Certificates can be loaded in the secrets of the Translator Service and the Job API to specify they should be accepted as trusted. Each certificate will be logged at start-up as it’s loaded by the Translator Service and, if there are any errors loading them or requesting any resources, that will also be logged appropriately. After the certificates have been loaded, those certificates will be trusted and external requests to servers using those certificates will succeed.
You may need to configure this for both the Translator Service and the Job API, since there are two places where external HTTP requests are made: the translator service can download data from the specified URL, and the Job API can optionally call to an external URL when a submitted job is complete.
See also:
Secrets for further information if you are not familiar with this feature of Kubernetes.
Create and Deploy Secrets
Installing File Source Certificates
How to Use Self-signed Certificates in the Platform
Adding a certificate assumes that you already have an HTTPS server set up with a self-signed certificate. Certificates in PEM format are supported, for example:
1-----BEGIN CERTIFICATE-----
2(The hex data of the certificate)
3-----END CERTIFICATE-----
Once you have your certificate in this format, save it, for example as “example.crt”, and add it to the Translator Service as a secret. Then update the main TranslatorServiceSecrets to include the secret name in the “Certificates” field. For example:
1"Certificates": [
2 “example.crt”,
3 “anotherExample.crt”
4]
You may need to do this to both the Translator Service secrets and the Job API secrets, as noted above.

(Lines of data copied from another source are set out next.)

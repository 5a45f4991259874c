//! Paginated record sources.
//!
//! A [`RecordStore`] opens a forward-only [`PageCursor`] over a table; the
//! [`PagedSource`] flattens that cursor into a lazy sequence of records,
//! holding at most one fetched page at a time.

mod dynamo;
mod memory;

pub use dynamo::{attribute_to_json, item_from_attributes, DynamoStore, RetryPolicy};
pub use memory::MemoryStore;

use crate::metrics::ScanMetrics;
use crate::Result;
use tracing::debug;

/// Raw record shape produced by the DynamoDB store.
pub type Item = serde_json::Map<String, serde_json::Value>;

/// Forward-only cursor over the pages of one scan.
pub trait PageCursor {
    /// Record type yielded by this cursor.
    type Record;

    /// Fetch the next page. Each call issues one read request.
    ///
    /// Returns `Ok(None)` once the scan is exhausted. A page may be empty
    /// without the scan being exhausted.
    fn next_page(&mut self) -> Result<Option<Vec<Self::Record>>>;
}

/// A store that can be scanned page by page.
pub trait RecordStore {
    /// Record type stored in tables.
    type Record;

    /// Open a scan over `table` requesting `page_size` records per page.
    ///
    /// Fails with a not-found error if the table does not exist and with a
    /// configuration error if the table has no hash key. No page is fetched.
    fn open_scan(
        &self,
        table: &str,
        page_size: usize,
    ) -> Result<Box<dyn PageCursor<Record = Self::Record> + '_>>;
}

/// Lazy, finite, non-restartable sequence of records.
pub struct PagedSource<'a, R> {
    cursor: Box<dyn PageCursor<Record = R> + 'a>,
    page: std::vec::IntoIter<R>,
    metrics: &'a ScanMetrics,
    done: bool,
}

impl<'a, R> PagedSource<'a, R> {
    /// Open a source over `table` in `store`.
    pub fn open<S>(
        store: &'a S,
        table: &str,
        page_size: usize,
        metrics: &'a ScanMetrics,
    ) -> Result<Self>
    where
        S: RecordStore<Record = R> + ?Sized,
    {
        let cursor = store.open_scan(table, page_size)?;
        Ok(Self {
            cursor,
            page: Vec::new().into_iter(),
            metrics,
            done: false,
        })
    }

    /// True once the underlying cursor reported exhaustion or failed.
    pub fn is_exhausted(&self) -> bool {
        self.done && self.page.len() == 0
    }
}

impl<R> Iterator for PagedSource<'_, R> {
    type Item = Result<R>;

    fn next(&mut self) -> Option<Self::Item> {
        loop {
            if let Some(record) = self.page.next() {
                return Some(Ok(record));
            }
            if self.done {
                return None;
            }

            match self.cursor.next_page() {
                Ok(Some(records)) => {
                    self.metrics.record_page();
                    debug!(
                        page = self.metrics.pages_fetched(),
                        records = records.len(),
                        "Fetched page"
                    );
                    self.page = records.into_iter();
                }
                Ok(None) => {
                    self.done = true;
                    return None;
                }
                Err(e) => {
                    // A failed cursor is not resumed
                    self.done = true;
                    return Some(Err(e));
                }
            }
        }
    }
}
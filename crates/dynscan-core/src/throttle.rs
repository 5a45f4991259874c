//! Batch boundaries and inter-batch pauses.
//!
//! The [`ThrottleScheduler`] decides when a batch is complete; the pause
//! itself goes through a [`Pacer`] so tests can substitute a clock that does
//! not sleep.

use crate::metrics::ScanMetrics;
use crate::{Error, Result};
use parking_lot::{Condvar, Mutex};
use std::sync::Arc;
use std::time::{Duration, Instant};
use tracing::debug;

/// Performs the inter-batch pause.
pub trait Pacer {
    /// Block for `duration`, or fail with [`Error::Interrupted`].
    fn pause(&self, duration: Duration) -> Result<()>;
}

impl<P: Pacer + ?Sized> Pacer for &P {
    fn pause(&self, duration: Duration) -> Result<()> {
        (**self).pause(duration)
    }
}

impl<P: Pacer + ?Sized> Pacer for Arc<P> {
    fn pause(&self, duration: Duration) -> Result<()> {
        (**self).pause(duration)
    }
}

#[derive(Default)]
struct InterruptSignal {
    interrupted: Mutex<bool>,
    wakeup: Condvar,
}

/// Handle that interrupts a [`ThreadPacer`] from another thread.
#[derive(Clone, Default)]
pub struct Interrupter {
    signal: Arc<InterruptSignal>,
}

impl Interrupter {
    /// Wake the paused scan thread; this and every later pause fails.
    pub fn interrupt(&self) {
        *self.signal.interrupted.lock() = true;
        self.signal.wakeup.notify_all();
    }

    /// True once [`interrupt`](Self::interrupt) was called.
    pub fn is_interrupted(&self) -> bool {
        *self.signal.interrupted.lock()
    }
}

/// Blocking pacer that sleeps on the scan thread.
#[derive(Clone, Default)]
pub struct ThreadPacer {
    interrupter: Interrupter,
}

impl ThreadPacer {
    /// Create a pacer with its own interrupt handle.
    pub fn new() -> Self {
        Self::default()
    }

    /// Handle for interrupting pauses of this pacer.
    pub fn interrupter(&self) -> Interrupter {
        self.interrupter.clone()
    }
}

impl Pacer for ThreadPacer {
    fn pause(&self, duration: Duration) -> Result<()> {
        let signal = &self.interrupter.signal;
        let deadline = Instant::now() + duration;
        let mut interrupted = signal.interrupted.lock();

        while !*interrupted {
            if duration.is_zero() || signal.wakeup.wait_until(&mut interrupted, deadline).timed_out()
            {
                return Ok(());
            }
        }
        Err(Error::Interrupted)
    }
}

/// Pacer that returns immediately.
#[derive(Debug, Clone, Copy, Default)]
pub struct NoopPacer;

impl Pacer for NoopPacer {
    fn pause(&self, _duration: Duration) -> Result<()> {
        Ok(())
    }
}

/// Pacer that records requested pauses without sleeping.
#[derive(Debug, Default)]
pub struct RecordingPacer {
    pauses: Mutex<Vec<Duration>>,
}

impl RecordingPacer {
    /// Create an empty recorder.
    pub fn new() -> Self {
        Self::default()
    }

    /// Pauses requested so far.
    pub fn pauses(&self) -> Vec<Duration> {
        self.pauses.lock().clone()
    }

    /// Number of pauses requested so far.
    pub fn count(&self) -> usize {
        self.pauses.lock().len()
    }
}

impl Pacer for RecordingPacer {
    fn pause(&self, duration: Duration) -> Result<()> {
        self.pauses.lock().push(duration);
        Ok(())
    }
}

/// Outcome of a scheduling decision.
#[derive(Debug, Clone, Copy, PartialEq, Eq)]
pub enum Decision {
    /// Keep accumulating
    Continue,
    /// Deliver the batch, then pause
    Flush,
}

/// Tracks items since the last flush and gates pacing.
pub struct ThrottleScheduler<'a> {
    batch_size: usize,
    pause: Duration,
    pacer: Box<dyn Pacer + 'a>,
    pending: usize,
    flushes: u64,
}

impl<'a> ThrottleScheduler<'a> {
    /// Create a scheduler flushing every `batch_size` items.
    pub fn new(batch_size: usize, pause: Duration, pacer: Box<dyn Pacer + 'a>) -> Self {
        Self {
            batch_size: batch_size.max(1),
            pause,
            pacer,
            pending: 0,
            flushes: 0,
        }
    }

    /// Decide whether to flush given the current state.
    ///
    /// A full batch always flushes. Exhaustion always forces one final flush
    /// of whatever remains, even an empty batch.
    pub fn decide(&self, exhausted: bool) -> Decision {
        if exhausted || self.pending >= self.batch_size {
            Decision::Flush
        } else {
            Decision::Continue
        }
    }

    /// Count one accepted item.
    pub fn record_item(&mut self) -> Decision {
        self.pending += 1;
        self.decide(false)
    }

    /// Decision once the source is exhausted.
    pub fn on_exhausted(&self) -> Decision {
        self.decide(true)
    }

    /// Reset the batch counter and pause.
    pub fn complete_flush(&mut self, metrics: &ScanMetrics) -> Result<()> {
        debug!(
            items = self.pending,
            pause_ms = self.pause.as_millis() as u64,
            "Reached batch threshold, pausing"
        );
        self.pending = 0;
        self.flushes += 1;

        self.pacer.pause(self.pause)?;
        metrics.record_pause(self.pause);
        Ok(())
    }

    /// Items counted since the last flush.
    pub fn pending(&self) -> usize {
        self.pending
    }

    /// Flushes completed so far.
    pub fn flushes(&self) -> u64 {
        self.flushes
    }
}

Then, when importing an asset, use your HTTPS server's URL in the translation message to download the file and then optionally use JobCallbackUrl to call the external service to report that the job has completed successfully.
Error Messages
VirtalisException: Unable to load the certificate called { certificate }, check if the certificate is in the secret folder.

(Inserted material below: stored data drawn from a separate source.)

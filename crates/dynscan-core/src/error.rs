//! Error types for the dynscan core library.
//!
//! Uses hierarchical domain-specific errors following the thiserror pattern.
//! Per-item transform failures are modelled separately as [`ItemError`]: they
//! are logged and counted by the engine, never returned from a scan.

use thiserror::Error;

/// Result type alias for dynscan operations.
pub type Result<T> = std::result::Result<T, Error>;

/// Boxed error returned by user-supplied transformers and consumers.
pub type BoxError = Box<dyn std::error::Error + Send + Sync>;

/// Top-level error type for dynscan.
#[derive(Error, Debug)]
pub enum Error {
    /// Invalid scan setup, raised before the store is touched
    #[error("Configuration error: {0}")]
    Config(String),

    /// Store-related error
    #[error("Store error: {0}")]
    Store(#[from] StoreError),

    /// A consumer callback asked to abort the scan
    #[error("Consumer error: {0}")]
    Consumer(String),

    /// The scan thread was interrupted during a pause
    #[error("Scan interrupted")]
    Interrupted,

    /// IO error
    #[error("IO error: {0}")]
    Io(#[from] std::io::Error),

    /// Serialization error
    #[error("Serialization error: {0}")]
    Serialization(String),
}

impl Error {
    /// True for errors raised before any store access.
    pub fn is_config(&self) -> bool {
        matches!(self, Error::Config(_))
    }

    /// True if the referenced table does not exist.
    pub fn is_not_found(&self) -> bool {
        matches!(self, Error::Store(StoreError::TableNotFound { .. }))
    }
}

/// Errors raised by the backing store.
#[derive(Error, Debug)]
pub enum StoreError {
    /// Table does not exist
    #[error("Table not found: {table}")]
    TableNotFound { table: String },

    /// Request failed at the transport level
    #[error("Transport failure: {0}")]
    Transport(String),

    /// Throttling persisted past the retry budget
    #[error("Throttled reading {table} after {attempts} attempts")]
    Throttled { table: String, attempts: u32 },
}

/// A single record failed transformation.
///
/// Recovered locally: the item is dropped and the scan continues.
#[derive(Error, Debug, Clone, PartialEq)]
#[error("Couldn't process item #{position}: {message}")]
pub struct ItemError {
    /// Zero-based position of the record in the scan
    pub position: u64,
    /// Transformer failure message
    pub message: String,
}

// Conversion implementations for external error types

impl From<serde_json::Error> for Error {
    fn from(err: serde_json::Error) -> Self {
        Error::Serialization(err.to_string())
    }
}

impl From<toml::de::Error> for Error {
    fn from(err: toml::de::Error) -> Self {
        Error::Config(err.to_string())
    }
}

#[cfg(test)]
mod tests {
    use super::*;

    #[test]
    fn test_error_display() {
        let err = Error::Config("items_per_page must be at least 1".into());
        assert_eq!(
            err.to_string(),
            "Configuration error: items_per_page must be at least 1"
        );

        let err: Error = StoreError::TableNotFound {
            table: "Orders".into(),
        }
        .into();
        assert!(err.to_string().contains("Table not found: Orders"));
        assert!(err.is_not_found());
        assert!(!err.is_config());
    }

    #[test]
    fn test_item_error() {
        let err = ItemError {
            position: 7,
            message: "missing field `id`".into(),
        };
        assert_eq!(
            err.to_string(),
            "Couldn't process item #7: missing field `id`"
        );
    }

    #[test]
    fn test_throttled_error() {
        let err = StoreError::Throttled {
            table: "Products".into(),
            attempts: 6,
        };
        assert!(err.to_string().contains("after 6 attempts"));
    }
}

If this exception message occurs, check the certificate file specified, as it may have been formatted incorrectly.
VirtalisException Unable to load the certificate called { certificate } because the certificate is expired.
If this exception message occurs, check the certificate expiration date, as it is most likely expired. The default expiration date is one year for a certificate that is issued by a Stand-alone Certificate Authority CA.
Error message: Certificate failed validation due to multiple remote certificate chain errors.
Under this error message it should list the chain errors and the reason behind them that have occurred. If an UntrustedRoot error is listed as the only error, then the problem is that the certificate used by the server is not configured as a trusted certificate.
Error message: An ssl error occurred when loading {requestUri}: {sslPolicyError}
If this error message occurs, the policy error will be either “RemoteCertificateNotAvailable” or “RemoteCertificateNameMismatch”, which indicates that there’s some configuration issue with the remote server’s certificate beyond its trusted status.